EXERCISE INPUTS:
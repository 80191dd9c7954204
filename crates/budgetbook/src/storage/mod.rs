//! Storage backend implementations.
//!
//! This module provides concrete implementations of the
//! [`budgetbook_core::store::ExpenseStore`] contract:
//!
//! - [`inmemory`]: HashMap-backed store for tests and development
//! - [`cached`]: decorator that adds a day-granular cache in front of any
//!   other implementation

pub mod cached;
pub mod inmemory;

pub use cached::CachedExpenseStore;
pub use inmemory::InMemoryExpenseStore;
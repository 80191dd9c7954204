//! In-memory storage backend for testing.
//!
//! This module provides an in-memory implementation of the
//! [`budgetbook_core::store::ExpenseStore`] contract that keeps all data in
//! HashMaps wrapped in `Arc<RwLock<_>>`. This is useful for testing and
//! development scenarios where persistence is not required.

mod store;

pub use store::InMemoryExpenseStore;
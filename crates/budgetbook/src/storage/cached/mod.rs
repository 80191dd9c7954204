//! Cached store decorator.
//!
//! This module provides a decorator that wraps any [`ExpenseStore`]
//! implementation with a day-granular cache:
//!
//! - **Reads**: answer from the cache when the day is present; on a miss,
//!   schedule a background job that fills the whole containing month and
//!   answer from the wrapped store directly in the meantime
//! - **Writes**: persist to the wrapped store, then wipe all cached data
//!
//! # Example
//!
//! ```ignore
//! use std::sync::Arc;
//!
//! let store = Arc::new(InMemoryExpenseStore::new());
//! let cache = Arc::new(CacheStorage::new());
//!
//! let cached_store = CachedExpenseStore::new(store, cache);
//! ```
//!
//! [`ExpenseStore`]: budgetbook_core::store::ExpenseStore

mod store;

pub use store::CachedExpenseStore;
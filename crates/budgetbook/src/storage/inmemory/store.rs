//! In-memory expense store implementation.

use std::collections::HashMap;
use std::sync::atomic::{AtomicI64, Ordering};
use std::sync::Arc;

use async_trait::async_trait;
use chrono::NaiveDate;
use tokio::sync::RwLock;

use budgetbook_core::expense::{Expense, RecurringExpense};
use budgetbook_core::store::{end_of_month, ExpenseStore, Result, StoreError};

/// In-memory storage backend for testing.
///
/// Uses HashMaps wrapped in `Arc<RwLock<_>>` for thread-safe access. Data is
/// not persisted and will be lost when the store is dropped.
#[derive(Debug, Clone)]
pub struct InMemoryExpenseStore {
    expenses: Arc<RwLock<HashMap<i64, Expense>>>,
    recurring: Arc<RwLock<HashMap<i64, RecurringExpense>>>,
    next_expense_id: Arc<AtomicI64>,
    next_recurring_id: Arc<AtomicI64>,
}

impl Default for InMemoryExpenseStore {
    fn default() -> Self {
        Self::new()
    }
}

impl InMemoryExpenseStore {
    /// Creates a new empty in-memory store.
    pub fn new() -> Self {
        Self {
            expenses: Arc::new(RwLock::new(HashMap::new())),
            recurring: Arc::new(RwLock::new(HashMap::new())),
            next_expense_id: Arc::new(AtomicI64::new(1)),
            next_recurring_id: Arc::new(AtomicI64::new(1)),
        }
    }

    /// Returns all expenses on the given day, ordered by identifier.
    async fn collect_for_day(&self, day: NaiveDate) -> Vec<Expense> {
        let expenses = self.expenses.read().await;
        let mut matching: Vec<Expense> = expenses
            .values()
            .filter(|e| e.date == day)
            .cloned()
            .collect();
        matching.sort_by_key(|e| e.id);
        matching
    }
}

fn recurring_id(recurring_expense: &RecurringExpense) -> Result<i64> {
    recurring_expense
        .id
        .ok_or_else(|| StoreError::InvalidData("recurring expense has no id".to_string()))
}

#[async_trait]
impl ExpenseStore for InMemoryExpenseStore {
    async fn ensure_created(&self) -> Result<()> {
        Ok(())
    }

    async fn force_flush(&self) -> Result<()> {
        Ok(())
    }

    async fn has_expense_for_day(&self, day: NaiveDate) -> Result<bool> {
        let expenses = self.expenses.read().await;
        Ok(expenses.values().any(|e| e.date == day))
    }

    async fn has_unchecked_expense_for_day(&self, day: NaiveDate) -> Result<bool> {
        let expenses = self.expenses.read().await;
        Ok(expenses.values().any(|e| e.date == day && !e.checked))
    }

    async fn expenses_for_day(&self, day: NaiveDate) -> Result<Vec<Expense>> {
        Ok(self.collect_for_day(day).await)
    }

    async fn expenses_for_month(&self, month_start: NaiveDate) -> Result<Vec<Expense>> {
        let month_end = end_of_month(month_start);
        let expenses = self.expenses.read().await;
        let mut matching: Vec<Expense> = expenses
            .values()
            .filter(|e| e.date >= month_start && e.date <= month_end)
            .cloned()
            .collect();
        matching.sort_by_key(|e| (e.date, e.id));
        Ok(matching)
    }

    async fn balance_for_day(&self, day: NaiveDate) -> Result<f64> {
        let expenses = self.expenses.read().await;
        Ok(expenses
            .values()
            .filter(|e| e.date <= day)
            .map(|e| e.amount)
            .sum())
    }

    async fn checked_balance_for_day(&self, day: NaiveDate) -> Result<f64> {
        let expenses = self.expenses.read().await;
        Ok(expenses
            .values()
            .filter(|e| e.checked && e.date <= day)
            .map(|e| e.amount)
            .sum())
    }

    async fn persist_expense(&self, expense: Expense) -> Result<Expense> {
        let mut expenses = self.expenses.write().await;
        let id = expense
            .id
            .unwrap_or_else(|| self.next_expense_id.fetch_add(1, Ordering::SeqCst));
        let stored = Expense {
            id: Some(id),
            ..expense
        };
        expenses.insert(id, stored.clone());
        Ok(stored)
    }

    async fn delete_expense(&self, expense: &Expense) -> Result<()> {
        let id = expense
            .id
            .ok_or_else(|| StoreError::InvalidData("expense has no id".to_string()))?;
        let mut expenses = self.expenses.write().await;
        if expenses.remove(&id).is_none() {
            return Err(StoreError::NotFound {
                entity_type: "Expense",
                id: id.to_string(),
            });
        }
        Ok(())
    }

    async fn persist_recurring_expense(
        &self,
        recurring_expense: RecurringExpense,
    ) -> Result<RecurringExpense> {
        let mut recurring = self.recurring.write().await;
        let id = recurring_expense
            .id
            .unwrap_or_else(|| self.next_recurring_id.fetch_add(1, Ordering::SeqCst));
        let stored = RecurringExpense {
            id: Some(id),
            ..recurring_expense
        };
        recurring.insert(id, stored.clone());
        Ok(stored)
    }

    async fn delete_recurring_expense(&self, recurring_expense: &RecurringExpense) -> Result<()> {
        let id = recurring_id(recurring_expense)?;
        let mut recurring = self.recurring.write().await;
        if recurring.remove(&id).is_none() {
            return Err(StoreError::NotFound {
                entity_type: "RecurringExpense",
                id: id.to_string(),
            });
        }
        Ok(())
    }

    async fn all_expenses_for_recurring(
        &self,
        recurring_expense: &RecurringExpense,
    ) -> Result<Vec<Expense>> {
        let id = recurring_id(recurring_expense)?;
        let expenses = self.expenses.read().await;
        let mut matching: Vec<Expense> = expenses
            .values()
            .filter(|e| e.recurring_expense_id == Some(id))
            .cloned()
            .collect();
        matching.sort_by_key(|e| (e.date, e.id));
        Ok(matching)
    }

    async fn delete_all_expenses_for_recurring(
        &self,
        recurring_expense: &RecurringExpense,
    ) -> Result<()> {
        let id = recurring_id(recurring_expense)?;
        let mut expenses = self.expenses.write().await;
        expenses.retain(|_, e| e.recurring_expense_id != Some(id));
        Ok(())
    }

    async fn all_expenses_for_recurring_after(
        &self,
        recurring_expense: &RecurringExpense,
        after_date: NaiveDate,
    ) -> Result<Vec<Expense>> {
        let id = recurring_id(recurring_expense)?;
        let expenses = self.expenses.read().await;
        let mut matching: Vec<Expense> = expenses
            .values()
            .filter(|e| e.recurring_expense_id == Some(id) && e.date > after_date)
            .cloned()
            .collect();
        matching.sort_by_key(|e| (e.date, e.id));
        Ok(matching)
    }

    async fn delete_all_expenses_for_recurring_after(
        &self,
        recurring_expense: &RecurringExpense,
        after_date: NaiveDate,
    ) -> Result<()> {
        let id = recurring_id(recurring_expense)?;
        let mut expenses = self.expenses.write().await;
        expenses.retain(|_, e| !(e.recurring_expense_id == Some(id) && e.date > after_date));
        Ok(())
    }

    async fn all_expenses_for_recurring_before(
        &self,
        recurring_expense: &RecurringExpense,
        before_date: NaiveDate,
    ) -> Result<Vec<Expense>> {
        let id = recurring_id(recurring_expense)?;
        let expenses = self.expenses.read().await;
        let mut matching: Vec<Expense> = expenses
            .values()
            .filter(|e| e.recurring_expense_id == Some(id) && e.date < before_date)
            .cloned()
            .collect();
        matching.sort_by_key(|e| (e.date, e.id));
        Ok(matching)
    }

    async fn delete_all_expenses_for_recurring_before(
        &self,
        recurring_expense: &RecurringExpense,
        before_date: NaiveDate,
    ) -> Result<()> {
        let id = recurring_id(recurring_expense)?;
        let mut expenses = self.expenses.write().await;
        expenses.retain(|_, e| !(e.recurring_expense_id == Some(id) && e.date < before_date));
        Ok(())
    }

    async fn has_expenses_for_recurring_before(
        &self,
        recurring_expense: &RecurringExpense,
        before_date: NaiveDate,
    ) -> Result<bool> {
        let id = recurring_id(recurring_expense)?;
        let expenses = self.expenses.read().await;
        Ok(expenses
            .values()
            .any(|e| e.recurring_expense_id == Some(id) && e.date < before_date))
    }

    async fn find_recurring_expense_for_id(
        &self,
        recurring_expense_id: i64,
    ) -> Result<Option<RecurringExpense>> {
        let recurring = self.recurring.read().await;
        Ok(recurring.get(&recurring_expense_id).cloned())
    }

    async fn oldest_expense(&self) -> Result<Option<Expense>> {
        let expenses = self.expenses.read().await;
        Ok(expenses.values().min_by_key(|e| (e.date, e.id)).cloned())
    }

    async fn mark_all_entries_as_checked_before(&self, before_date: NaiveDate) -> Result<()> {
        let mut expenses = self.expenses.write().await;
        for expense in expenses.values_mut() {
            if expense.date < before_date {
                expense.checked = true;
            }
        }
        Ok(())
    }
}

TRY IT:
Start at the first line of the entries above. Set down each line exactly through the one with "- **Reads**: answer", and stop there.

RESPONSE BOX:
repository 80191dd9c7954204
filename crates/budgetbook/src/storage/mod.rs
//! Storage backend implementations.
//!
//! This module provides concrete implementations of the
//! [`budgetbook_core::store::ExpenseStore`] contract:
//!
//! - [`inmemory`]: HashMap-backed store for tests and development
//! - [`cached`]: decorator that adds a day-granular cache in front of any
//!   other implementation

pub mod cached;
pub mod inmemory;

pub use cached::CachedExpenseStore;
pub use inmemory::InMemoryExpenseStore;
repository 80191dd9c7954204
//! In-memory storage backend for testing.
//!
//! This module provides an in-memory implementation of the
//! [`budgetbook_core::store::ExpenseStore`] contract that keeps all data in
//! HashMaps wrapped in `Arc<RwLock<_>>`. This is useful for testing and
//! development scenarios where persistence is not required.

mod store;

pub use store::InMemoryExpenseStore;
filename crates/budgetbook/src/storage/cached/mod.rs
repository 80191dd9c7954204
//! Cached store decorator.
//!
//! This module provides a decorator that wraps any [`ExpenseStore`]
//! implementation with a day-granular cache:
//!
//! - **Reads**: answer from the cache when the day is present; on a miss,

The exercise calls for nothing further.